Vino, Sony, dan Cindy memandang aneka makanan khas Italia di depannya. Air liur Cindy sudah hampir menetes tatkala melihat pasta terhidang di meja depannya yang tampak menggoda. Sementara Vino dan Sony sangat tergoda dengan pizza, risotto, dan lasagna yang berjejer rapi. Sungguh tiga remaja itu seperti sedang menahan godaan berat. Kapan lagi mereka bisa makan makanan khas Italia di restoran Italia sampai kenyang secara gratis, kalau bukan sekarang. Lambung gembel mereka meronta-ronta melihat makanan-makanan tersebut.
Cindy yang sudah cukup lapar lantas meraih garpu. Namun, Sony memegang tangan sang adik seraya menggeleng, seolah melarang Cindy melahap makanan gratis itu. Cindy yang hari ini mendadak patuh karena ada Vino di sampingnya, langsung mengurungkan niat. Ia kembali meletakkan garpu ke atas meja.
“Makan aja! Nggak perlu sungkan!” ujar Sherine yang duduk di seberang meja.
“Dia kayak gini ke kita pasti karena ada maunya,” bisik Sony di dekat telinga Vino. Vino membalasnya dengan mengangguk.
Sherine mengambil satu potong pizza dan memakannya dengan lahap dan penuh semangat. Ia sengaja melakukan hal itu agar tiga orang di hadapannya semakin tidak tahan.
“Delizioso,” kata Sherine sambil memejamkan mata, seolah hanyut ke dalam fantasi akibat kelezatan makanan tersebut.

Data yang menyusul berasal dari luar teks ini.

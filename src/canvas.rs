use wasm_bindgen::prelude::*;
use wasm_bindgen::JsCast;
use web_sys::{CanvasRenderingContext2d, HtmlCanvasElement};

pub fn by_id(id: &str) -> Option<HtmlCanvasElement> {
    let document = web_sys::window()?.document()?;
    document
        .get_element_by_id(id)?
        .dyn_into::<HtmlCanvasElement>()
        .ok()
}

pub fn context_2d(canvas: &HtmlCanvasElement) -> Option<CanvasRenderingContext2d> {
    canvas.get_context("2d").ok()?.map(|c| c.unchecked_into())
}

/// Match the backing buffer to the canvas's container, scaled by the device
/// pixel ratio so strokes stay crisp on high-density displays. Returns the
/// CSS-pixel dimensions the simulation runs in, or None while the surface
/// isn't measurable.
pub fn fit_to_container(
    canvas: &HtmlCanvasElement,
    ctx: &CanvasRenderingContext2d,
) -> Option<(f64, f64)> {
    let window = web_sys::window()?;
    let (w, h) = match canvas.parent_element() {
        Some(parent) => (parent.client_width() as f64, parent.client_height() as f64),
        None => (
            window.inner_width().ok()?.as_f64()?,
            window.inner_height().ok()?.as_f64()?,
        ),
    };
    if w <= 0.0 || h <= 0.0 {
        return None;
    }

    let dpr = window.device_pixel_ratio();
    let dpr = if dpr > 0.0 { dpr } else { 1.0 };

    canvas.set_width((w * dpr) as u32);
    canvas.set_height((h * dpr) as u32);
    let style = canvas.style();
    let _ = style.set_property("width", &format!("{w}px"));
    let _ = style.set_property("height", &format!("{h}px"));
    let _ = ctx.set_transform(dpr, 0.0, 0.0, dpr, 0.0, 0.0);

    Some((w, h))
}

/// Window resize subscription that detaches on drop.
pub struct ResizeListener {
    closure: Closure<dyn FnMut(web_sys::Event)>,
}

impl ResizeListener {
    pub fn attach(mut on_resize: impl FnMut() + 'static) -> Option<Self> {
        let closure = Closure::wrap(Box::new(move |_: web_sys::Event| {
            on_resize();
        }) as Box<dyn FnMut(web_sys::Event)>);

        let window = web_sys::window()?;
        window
            .add_event_listener_with_callback("resize", closure.as_ref().unchecked_ref())
            .ok()?;

        Some(Self { closure })
    }
}

impl Drop for ResizeListener {
    fn drop(&mut self) {
        if let Some(window) = web_sys::window() {
            let _ = window
                .remove_event_listener_with_callback("resize", self.closure.as_ref().unchecked_ref());
        }
    }
}
//! Helm template scanning.
//!
//! Static, line-based inspection of Go templates: `.Values` references,
//! control directives, the resource `kind:` and `nindent` hints. Templates are
//! never evaluated.

use std::sync::LazyLock;
use regex::Regex;
use serde::Serialize;

use super::line::Line;

static VALUES_REF: LazyLock<Regex> =
    LazyLock::new(|| Regex::new(r"\.Values\.([^\s}),|]+)").expect("valid values regex"));

static NINDENT: LazyLock<Regex> =
    LazyLock::new(|| Regex::new(r"\bnindent\s+(\d+)").expect("valid nindent regex"));

static KIND_DEFAULT: LazyLock<Regex> =
    LazyLock::new(|| Regex::new(r#"default\s+"?([A-Za-z]+)"?"#).expect("valid default regex"));

/// A dotted `.Values` path referenced by a template.
#[derive(Debug, Clone, PartialEq, Eq, Hash, Serialize)]
pub struct TargetReference {
    /// Path segments, e.g. `["webhook", "tolerations"]`
    pub path: Vec<String>,
    /// Last path segment
    pub key: String,
}

impl TargetReference {
    /// Build from a dotted path; empty segments are dropped.
    pub fn from_dotted(dotted: &str) -> Option<Self> {
        let path: Vec<String> = dotted
            .split('.')
            .filter(|s| !s.is_empty())
            .map(str::to_string)
            .collect();
        let key = path.last()?.clone();
        Some(Self { path, key })
    }

    pub fn dotted(&self) -> String {
        self.path.join(".")
    }
}

/// Collect the `.Values` references in template text, first occurrence order.
pub fn scan_value_references(content: &str) -> Vec<TargetReference> {
    let mut seen = std::collections::HashSet::new();
    let mut refs = Vec::new();
    for caps in VALUES_REF.captures_iter(content) {
        let dotted = caps[1].trim_end_matches('.');
        if let Some(reference) = TargetReference::from_dotted(dotted)
            && seen.insert(reference.dotted())
        {
            refs.push(reference);
        }
    }
    refs
}

/// Control structure type.
#[derive(Debug, Clone, PartialEq, Eq)]
pub enum ControlStructure {
    If,
    Else,
    ElseIf,
    Range,
    With,
    Define,
    Block,
    Template,
    End,
}

impl ControlStructure {
    /// Parse from action content.
    pub fn parse(content: &str) -> Option<Self> {
        let trimmed = content.trim();
        let first_word = trimmed.split_whitespace().next()?;

        match first_word {
            "if" => Some(Self::If),
            "else" => {
                if trimmed.starts_with("else if") {
                    Some(Self::ElseIf)
                } else {
                    Some(Self::Else)
                }
            }
            "range" => Some(Self::Range),
            "with" => Some(Self::With),
            "define" => Some(Self::Define),
            "block" => Some(Self::Block),
            "template" => Some(Self::Template),
            "end" => Some(Self::End),
            _ => None,
        }
    }

    /// Check if this starts a block (needs matching end).
    pub fn starts_block(&self) -> bool {
        matches!(
            self,
            Self::If | Self::Range | Self::With | Self::Define | Self::Block
        )
    }

    /// Check if this ends a block.
    pub fn ends_block(&self) -> bool {
        matches!(self, Self::End)
    }
}

/// Control structures of every `{{ ... }}` action on a line, in order.
pub fn line_controls(line: &Line) -> Vec<ControlStructure> {
    let mut controls = Vec::new();
    let mut rest = line.raw.as_str();
    while let Some(start) = rest.find("{{") {
        let after = &rest[start + 2..];
        let Some(end) = after.find("}}") else { break };
        let action = after[..end]
            .trim_start_matches('-')
            .trim_end_matches('-')
            .trim();
        if !action.starts_with("/*")
            && let Some(control) = ControlStructure::parse(action)
        {
            controls.push(control);
        }
        rest = &after[end + 2..];
    }
    controls
}

/// Whether a directive line opens a block that it does not close.
pub fn opens_block(line: &Line) -> bool {
    if !line.is_directive() {
        return false;
    }
    let depth: i32 = line_controls(line)
        .iter()
        .map(|c| {
            if c.starts_block() {
                1
            } else if c.ends_block() {
                -1
            } else {
                0
            }
        })
        .sum();
    depth > 0
}

/// `nindent N` argument of a directive line.
pub fn nindent_of(line: &Line) -> Option<usize> {
    NINDENT
        .captures(&line.raw)
        .and_then(|c| c[1].parse().ok())
}

/// Resource kind of a template, limited to kinds accepted by `is_allowed`.
///
/// Handles literal kinds and templated ones with a `default "Kind"` fallback.
/// Only top-level `kind:` lines count; nested ones such as
/// `scaleTargetRef.kind` name another resource.
pub fn detect_kind<F>(content: &str, is_allowed: F) -> Option<String>
where
    F: Fn(&str) -> bool,
{
    for raw in content.lines() {
        let Some(value) = raw.trim_end().strip_prefix("kind:") else {
            continue;
        };
        let value = value.trim().trim_matches(|c| c == '"' || c == '\'');

        let candidate = if value.contains("{{") {
            KIND_DEFAULT.captures(value).map(|c| c[1].to_string())
        } else {
            Some(value.to_string())
        };

        if let Some(kind) = candidate
            && is_allowed(&kind)
        {
            return Some(kind);
        }
    }
    None
}

#[cfg(test)]
mod tests {
    use super::*;
    use crate::injector::parser::line::parse_line;

    #[test]
    fn test_scan_value_references() {
        let content = r#"
spec:
  {{- with .Values.webhook.tolerations }}
  tolerations: {{ toYaml . | nindent 4 }}
  {{- end }}
  replicas: {{ .Values.replicaCount}}
  image: "{{ .Values.image.repository }}:{{ .Values.image.tag | default .Chart.AppVersion }}"
  affinity: {{ toYaml (.Values.affinity) }}
  {{- if or .Values.a,.Values.b }}
  x: {{ $.Values.webhook.tolerations }}
"#;
        let refs = scan_value_references(content);
        let dotted: Vec<String> = refs.iter().map(|r| r.dotted()).collect();
        assert_eq!(
            dotted,
            vec![
                "webhook.tolerations",
                "replicaCount",
                "image.repository",
                "image.tag",
                "affinity",
                "a",
                "b",
            ]
        );
        assert_eq!(refs[0].key, "tolerations");
        assert_eq!(refs[0].path, vec!["webhook", "tolerations"]);
    }

    #[test]
    fn test_control_structure_parse() {
        assert_eq!(ControlStructure::parse("if .Values.x"), Some(ControlStructure::If));
        assert_eq!(ControlStructure::parse("else if x"), Some(ControlStructure::ElseIf));
        assert_eq!(ControlStructure::parse("with .Values.x"), Some(ControlStructure::With));
        assert_eq!(ControlStructure::parse("end"), Some(ControlStructure::End));
        assert_eq!(ControlStructure::parse("toYaml ."), None);
    }

    #[test]
    fn test_line_controls_and_opens_block() {
        let with = parse_line("      {{- with .Values.nodeSelector }}");
        assert_eq!(line_controls(&with), vec![ControlStructure::With]);
        assert!(opens_block(&with));

        let inline = parse_line("{{- if .Values.x }}{{ .Values.x }}{{- end }}");
        assert!(!opens_block(&inline));

        let end = parse_line("{{- end }}");
        assert_eq!(line_controls(&end), vec![ControlStructure::End]);
        assert!(!opens_block(&end));
    }

    #[test]
    fn test_nindent_of() {
        assert_eq!(nindent_of(&parse_line("  {{- toYaml . | nindent 8 }}")), Some(8));
        assert_eq!(nindent_of(&parse_line("  {{- toYaml . }}")), None);
    }

    #[test]
    fn test_detect_kind() {
        let allowed = |k: &str| ["Deployment", "Pod"].contains(&k);
        assert_eq!(
            detect_kind("apiVersion: v1\nkind: Service\n---\nkind: Deployment\n", allowed),
            Some("Deployment".to_string())
        );
        assert_eq!(
            detect_kind("kind: {{ .Values.kind | default \"Pod\" }}\n", allowed),
            Some("Pod".to_string())
        );
        assert_eq!(detect_kind("kind: ConfigMap\n", allowed), None);
    }

    #[test]
    fn test_detect_kind_ignores_nested_kind() {
        let allowed = |k: &str| k == "Deployment";
        let hpa = "apiVersion: autoscaling/v2\nkind: HorizontalPodAutoscaler\nspec:\n  scaleTargetRef:\n    apiVersion: apps/v1\n    kind: Deployment\n    name: app\n";
        assert_eq!(detect_kind(hpa, allowed), None);
        assert_eq!(
            detect_kind("kind: Deployment\r\nspec: {}\r\n", allowed),
            Some("Deployment".to_string())
        );
    }
}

Selang beberapa detik, Vino mengambil satu potong pizza dan memakannya. Sony yang tadi ingin menahan hanya bisa membulatkan mata melihat aksi Vino. Karena Vino sudah makan, Cindy jadi ikut makan. Cindy memakan pasta yang memang sejak awal sudah diincar. Di saat seperti ini, Sony hanya bisa ikut-ikutan saja. Dengan kesadaran penuh, ia mengambil dua potong pizza dan melahapnya.
“Satu potong pizza, satu pertanyaan!” Sherine berseru penuh semangat.
“Lo mau tanya apa emang?” balas Vino dengan mulut penuh makanan.
Sherine menggeser kursinya agak maju agar bisa berbicara lebih dekat dengan Vino dan Sony yang merupakan teman dekat Irawan.
“Kasih tahu ke gue semua hal tentang Irawan! Mulai dari tipe idealnya, makanan favorit, minuman favorit, kebiasaan dia, hobi dia, idol favorit dia, lagu favorit dia, bahkan ukuran sepatunya. Pokoknya semuanya!” pinta Sherine seraya memangku dagu di atas kedua telapak tangan sambil mengedipkan mata kucingnya.
“Ukuran celana dalemnya juga?” sahut Cindy yang seketika mulutnya langsung dibungkam Sony dengan sepotong pizza.
Vino dan Sony menghentikan kegiatan makannya. Kemudian, saling memandang, seolah saling bertanya.
“Entar gue tambah, deh. Kalian pengen makan di mana besok? Gue traktir lagi.” Sherine menambahkan.
“Lo nyogok kita?” Vino mengernyitkan dahi.
Sherine tertawa. Lalu, menggebrak meja yang sontak membuat beberapa pengunjung restoran lain terkejut dan mengalihkan pandangan padanya.
“Anggep aja ini kayak barter! Gue dapet informasi seputar Irawan, sedangkan kalian bisa makan gratis,” tukas Sherine.
Sony mendekatkan bibir ke telinga Vino. “Ini namanya jual temen, nggak, sih?”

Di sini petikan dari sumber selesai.